### Raw data

//! Desired-state model and reconciliation primitives for the hearth hub.
//!
//! The applied baseline lives in [`ConfigStore`]; operator edits accumulate in
//! a single queued change set managed by [`QueueManager`]; [`diff`] turns the
//! gap between the two (and what is actually installed) into [`Operation`]s.
//! Ports for extension processes come from [`PortAllocator`].

pub mod diff;
pub mod error;
pub mod manifest;
pub mod model;
pub mod operation;
pub mod patch;
pub mod ports;
pub mod queue;
pub mod settings;
pub mod store;
pub mod util;

pub use diff::{diff, diff_report, DiffReport};
pub use error::{Error, Result};
pub use manifest::{
    scan_installed, ExtensionManifest, InstallMarker, InstalledExtensionRecord, ServiceTemplate,
};
pub use model::{CoreMeta, ExtensionEntry, MasterConfig, PortAssignments, ToolConfig};
pub use operation::{execution_order, Operation, OperationKind, Phase};
pub use patch::{ExtensionPatch, ToolPatch};
pub use ports::{PortAllocator, PortAssignment, PortScope};
pub use queue::{QueueDocument, QueueManager, QueuedChangeSet};
pub use settings::{CoreServiceConfig, Settings};
pub use store::ConfigStore;

/// Find `rel` under the usual config roots, first hit wins: `HEARTH_CONFIG_DIR`,
/// the executable's directory and its parent, then the working directory.
/// Absolute paths are returned as-is when they exist.
pub fn resolve_config_path(rel: &str) -> Option<std::path::PathBuf> {
    use std::path::{Path, PathBuf};

    let wanted = Path::new(rel);
    if wanted.is_absolute() {
        return wanted.exists().then(|| wanted.to_path_buf());
    }
    let exe_dir = std::env::current_exe()
        .ok()
        .and_then(|exe| exe.parent().map(Path::to_path_buf));
    let roots = util::env_string("HEARTH_CONFIG_DIR")
        .map(PathBuf::from)
        .into_iter()
        .chain(exe_dir.iter().cloned())
        .chain(exe_dir.as_deref().and_then(Path::parent).map(Path::to_path_buf))
        .chain(std::env::current_dir().ok());
    roots.map(|root| root.join(wanted)).find(|p| p.exists())
}
use anyhow::Result;
use clap::Args;
use hearth_runtime::{ServiceRecord, SupervisorSnapshot};
use serde::{Deserialize, Serialize};

use super::client::HubClient;

#[derive(Args, Clone)]
pub struct StatusArgs {
    /// Print raw JSON instead of a table
    #[arg(long)]
    pub json: bool,
}

#[derive(Debug, Serialize, Deserialize)]
pub struct Healthz {
    pub ok: bool,
    pub all_running: bool,
    pub services: usize,
    pub running: usize,
    pub failed: usize,
}

pub fn run(client: &HubClient, args: &StatusArgs) -> Result<()> {
    let health: Healthz = client.get("/healthz")?;
    let snapshot: SupervisorSnapshot = client.get("/services")?;
    if args.json {
        let payload = serde_json::json!({
            "base": client.base(),
            "health": health,
            "services": snapshot.services,
        });
        println!("{}", serde_json::to_string_pretty(&payload)?);
        return Ok(());
    }
    print!("{}", render(&health, &snapshot.services));
    Ok(())
}

fn dash<T: ToString>(value: Option<T>) -> String {
    value.map(|v| v.to_string()).unwrap_or_else(|| "-".into())
}

pub fn render(health: &Healthz, services: &[ServiceRecord]) -> String {
    let mut out = format!(
        "{} running, {} failed, {} total{}\n",
        health.running,
        health.failed,
        health.services,
        if health.all_running {
            ""
        } else {
            " (not all enabled services are up)"
        }
    );
    if services.is_empty() {
        out.push_str("no services declared\n");
        return out;
    }
    let width = services
        .iter()
        .map(|s| s.id.len())
        .max()
        .unwrap_or(0)
        .max("SERVICE".len());
    out.push_str(&format!(
        "{:<width$}  {:<10}  {:>5}  {:>7}  {:>8}  SUMMARY\n",
        "SERVICE", "STATE", "PORT", "PID", "RESTARTS"
    ));
    for s in services {
        let state = if s.enabled {
            s.state.as_str().to_string()
        } else {
            format!("{}*", s.state.as_str())
        };
        out.push_str(&format!(
            "{:<width$}  {:<10}  {:>5}  {:>7}  {:>8}  {}\n",
            s.id,
            state,
            dash(s.port),
            dash(s.pid),
            s.restart_count,
            s.summary
        ));
    }
    if services.iter().any(|s| !s.enabled) {
        out.push_str("* disabled\n");
    }
    out
}

#[cfg(test)]
mod tests {
    use super::*;
    use serde_json::json;

    fn record(id: &str, state: &str, port: Option<u16>, enabled: bool) -> ServiceRecord {
        serde_json::from_value(json!({
            "id": id,
            "kind": "extension_service",
            "owner": "chef",
            "state": state,
            "enabled": enabled,
            "pid": null,
            "port": port,
            "restart_count": 1,
            "summary": "ok",
            "updated_at": "2026-01-01T00:00:00Z"
        }))
        .unwrap()
    }

    #[test]
    fn table_lists_each_service_with_placeholders() {
        let health = Healthz {
            ok: true,
            all_running: false,
            services: 2,
            running: 1,
            failed: 0,
        };
        let services = vec![
            record("chef.api", "running", Some(5300), true),
            record("chef.worker", "stopped", None, false),
        ];
        let text = render(&health, &services);
        assert!(text.starts_with("1 running, 0 failed, 2 total (not all"));
        let api = text.lines().find(|l| l.starts_with("chef.api")).unwrap();
        assert!(api.contains("running"));
        assert!(api.contains("5300"));
        let worker = text.lines().find(|l| l.starts_with("chef.worker")).unwrap();
        assert!(worker.contains("stopped*"));
        assert!(worker.contains(" - "));
        assert!(text.ends_with("* disabled\n"));
    }
}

### What you should do
Would you please return all lines from the listing above that contain "format"?

### Response
    let mut out = format!(
    out.push_str(&format!(
            format!("{}*", s.state.as_str())
        out.push_str(&format!(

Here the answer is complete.